[Stored data entries]
=-=-=-=-=
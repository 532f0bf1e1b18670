use std::collections::BTreeSet;
use std::fs;
use std::path::{Path, PathBuf};
use std::sync::Arc;

use anyhow::{Context, Result, bail};
use clap::Parser;
use log::info;
use serde::Deserialize;

use ecp_compare::data::loader::json_cell;
use ecp_compare::{
    CatalogConfig, CompareEngine, FilterSpec, SurveyWave, WaveSchema, builtin_catalog,
    builtin_schema, load_wave,
};

/// Export the full 2019-vs-2023 survey comparison as JSON for the chart
/// layer.
#[derive(Parser, Debug)]
#[command(author, version, about, long_about = None)]
struct Args {
    /// Export configuration: wave paths and years, optional schemas and
    /// catalog path.
    #[arg(short, long)]
    config: PathBuf,

    /// Demographic filter, a JSON object of attribute → allowed values.
    #[arg(short, long)]
    filter: Option<PathBuf>,

    /// Output path; stdout when omitted.
    #[arg(short, long)]
    out: Option<PathBuf>,
}

#[derive(Debug, Deserialize)]
struct ExportConfig {
    before: WaveSource,
    after: WaveSource,
    /// Path to a catalog configuration; the builtin ECP catalog when
    /// omitted.
    catalog: Option<PathBuf>,
}

#[derive(Debug, Deserialize)]
struct WaveSource {
    path: PathBuf,
    year: u16,
    /// Overrides the builtin ECP wave schema.
    schema: Option<WaveSchema>,
}

fn main() -> Result<()> {
    env_logger::init();
    let args = Args::parse();

    let text = fs::read_to_string(&args.config)
        .with_context(|| format!("reading export config {}", args.config.display()))?;
    let config: ExportConfig = serde_json::from_str(&text).context("parsing export config")?;

    let catalog = match &config.catalog {
        Some(path) => {
            let text = fs::read_to_string(path)
                .with_context(|| format!("reading catalog {}", path.display()))?;
            CatalogConfig::from_json_str(&text).context("parsing catalog config")?
        }
        None => builtin_catalog(),
    };

    let before = load_source(&config.before)?;
    let after = load_source(&config.after)?;
    let engine = CompareEngine::new(Arc::new(before), Arc::new(after), &catalog)?;

    let filter = match &args.filter {
        Some(path) => read_filter(path)?,
        None => FilterSpec::new(),
    };

    let summary = engine.summary(&filter)?;
    let json = serde_json::to_string_pretty(&summary).context("serializing summary")?;
    match &args.out {
        Some(path) => {
            fs::write(path, json)
                .with_context(|| format!("writing summary to {}", path.display()))?;
            info!("wrote summary to {}", path.display());
        }
        None => println!("{json}"),
    }
    Ok(())
}

fn load_source(source: &WaveSource) -> Result<SurveyWave> {
    let schema = match &source.schema {
        Some(schema) => {
            if schema.year != source.year {
                bail!(
                    "schema year {} does not match declared wave year {}",
                    schema.year,
                    source.year
                );
            }
            schema.clone()
        }
        None => builtin_schema(source.year),
    };
    load_wave(&source.path, &schema)
}

fn read_filter(path: &Path) -> Result<FilterSpec> {
    let text = fs::read_to_string(path)
        .with_context(|| format!("reading filter {}", path.display()))?;
    let root: serde_json::Value = serde_json::from_str(&text).context("parsing filter")?;
    let obj = root
        .as_object()
        .context("filter must be a JSON object of attribute → allowed values")?;

    let mut spec = FilterSpec::new();
    for (attribute, values) in obj {
        let arr = values
            .as_array()
            .with_context(|| format!("filter attribute '{attribute}' must list allowed values"))?;
        let allowed: BTreeSet<_> = arr.iter().map(json_cell).collect();
        spec.insert(attribute.clone(), allowed);
    }
    Ok(spec)
}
=-=-=-=-=
### What to work on
Spot the lines above that mention "must" and copy them.

### Answer space
        .context("filter must be a JSON object of attribute → allowed values")?;
            .with_context(|| format!("filter attribute '{attribute}' must list allowed values"))?;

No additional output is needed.